- **The problem**
Take from the material every line that contains the word "info".
[[ Records provided, beginning ]]
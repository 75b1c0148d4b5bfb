pub mod credentials;
pub mod providers;

pub use credentials::AccessTokenSource;
use thiserror::Error;

/// Infrastructure-level failures raised while starting a service.
///
/// Request-level errors with a fixed wire contract live in the service crates.
#[derive(Debug, Error)]
pub enum AppError {
    #[error("Internal server error: {0}")]
    InternalError(#[from] anyhow::Error),

    #[error("Configuration error: {0}")]
    ConfigError(anyhow::Error),
}

impl From<config::ConfigError> for AppError {
    fn from(err: config::ConfigError) -> Self {
        AppError::ConfigError(anyhow::Error::new(err))
    }
}

impl From<std::io::Error> for AppError {
    fn from(err: std::io::Error) -> Self {
        AppError::InternalError(anyhow::Error::new(err))
    }
}
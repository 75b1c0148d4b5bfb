use secrecy::Secret;
use service_core::config as core_config;
use service_core::error::AppError;
use std::env;

/// Vertex AI region the relay talks to.
pub const VERTEX_LOCATION: &str = "us-central1";

/// Model every request is served by. Also reported back as `modelVersion`.
pub const MODEL_ID: &str = "gemini-1.5-flash";

/// Host of the GCE / Cloud Run metadata server.
pub const DEFAULT_METADATA_HOST: &str = "metadata.google.internal";

#[derive(Debug, Clone)]
pub struct RelayConfig {
    pub common: core_config::Config,
    pub gcp: GcpConfig,
    pub vertex: VertexSettings,
}

#[derive(Debug, Clone)]
pub struct GcpConfig {
    pub project_id: String,
    pub location: String,
}

#[derive(Debug, Clone)]
pub struct VertexSettings {
    /// Base URL of the Vertex AI API, without trailing slash.
    pub api_base: String,
    /// Metadata server host used for ambient credentials.
    pub metadata_host: String,
    /// Fixed bearer token, bypassing the metadata server (local development).
    pub access_token: Option<Secret<String>>,
}

impl RelayConfig {
    pub fn load() -> Result<Self, AppError> {
        let common_config = core_config::Config::load()?;
        Self::from_lookup(common_config, |key| env::var(key).ok())
    }

    fn from_lookup(
        common: core_config::Config,
        lookup: impl Fn(&str) -> Option<String>,
    ) -> Result<Self, AppError> {
        let get_env = |key: &str, default: Option<&str>| -> Result<String, AppError> {
            match lookup(key).filter(|v| !v.is_empty()) {
                Some(val) => Ok(val),
                None => default.map(str::to_string).ok_or_else(|| {
                    AppError::ConfigError(anyhow::anyhow!("{} is required but not set", key))
                }),
            }
        };

        let default_api_base = format!("https://{}-aiplatform.googleapis.com", VERTEX_LOCATION);

        Ok(RelayConfig {
            common,
            gcp: GcpConfig {
                project_id: get_env("GCP_PROJECT", None)?,
                location: VERTEX_LOCATION.to_string(),
            },
            vertex: VertexSettings {
                api_base: get_env("VERTEX_API_BASE", Some(default_api_base.as_str()))?
                    .trim_end_matches('/')
                    .to_string(),
                metadata_host: get_env("GCE_METADATA_HOST", Some(DEFAULT_METADATA_HOST))?,
                access_token: lookup("VERTEX_ACCESS_TOKEN")
                    .filter(|v| !v.is_empty())
                    .map(Secret::new),
            },
        })
    }
}
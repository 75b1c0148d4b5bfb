use service_core::observability::init_tracing;
use vertex_relay::config::RelayConfig;
use vertex_relay::startup::Application;

#[tokio::main]
async fn main() -> std::io::Result<()> {
    dotenvy::dotenv().ok();

    let log_level = std::env::var("LOG_LEVEL").unwrap_or_else(|_| "info".to_string());
    let otlp_endpoint = std::env::var("OTLP_ENDPOINT").ok();
    init_tracing("vertex-relay", &log_level, otlp_endpoint.as_deref());

    let config = RelayConfig::load().map_err(|e| {
        tracing::error!("Failed to load configuration: {}", e);
        std::io::Error::other(format!("Configuration error: {}", e))
    })?;

    let app = Application::build(config).await.map_err(|e| {
        tracing::error!("Failed to build application: {}", e);
        std::io::Error::other(format!("Startup error: {}", e))
    })?;

    app.run_until_stopped().await?;

    tracing::info!("Server has shut down gracefully");
    Ok(())
}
[[ Records provided, end ]]
- **Finished exercise**
    let log_level = std::env::var("LOG_LEVEL").unwrap_or_else(|_| "info".to_string());
    tracing::info!("Server has shut down gracefully");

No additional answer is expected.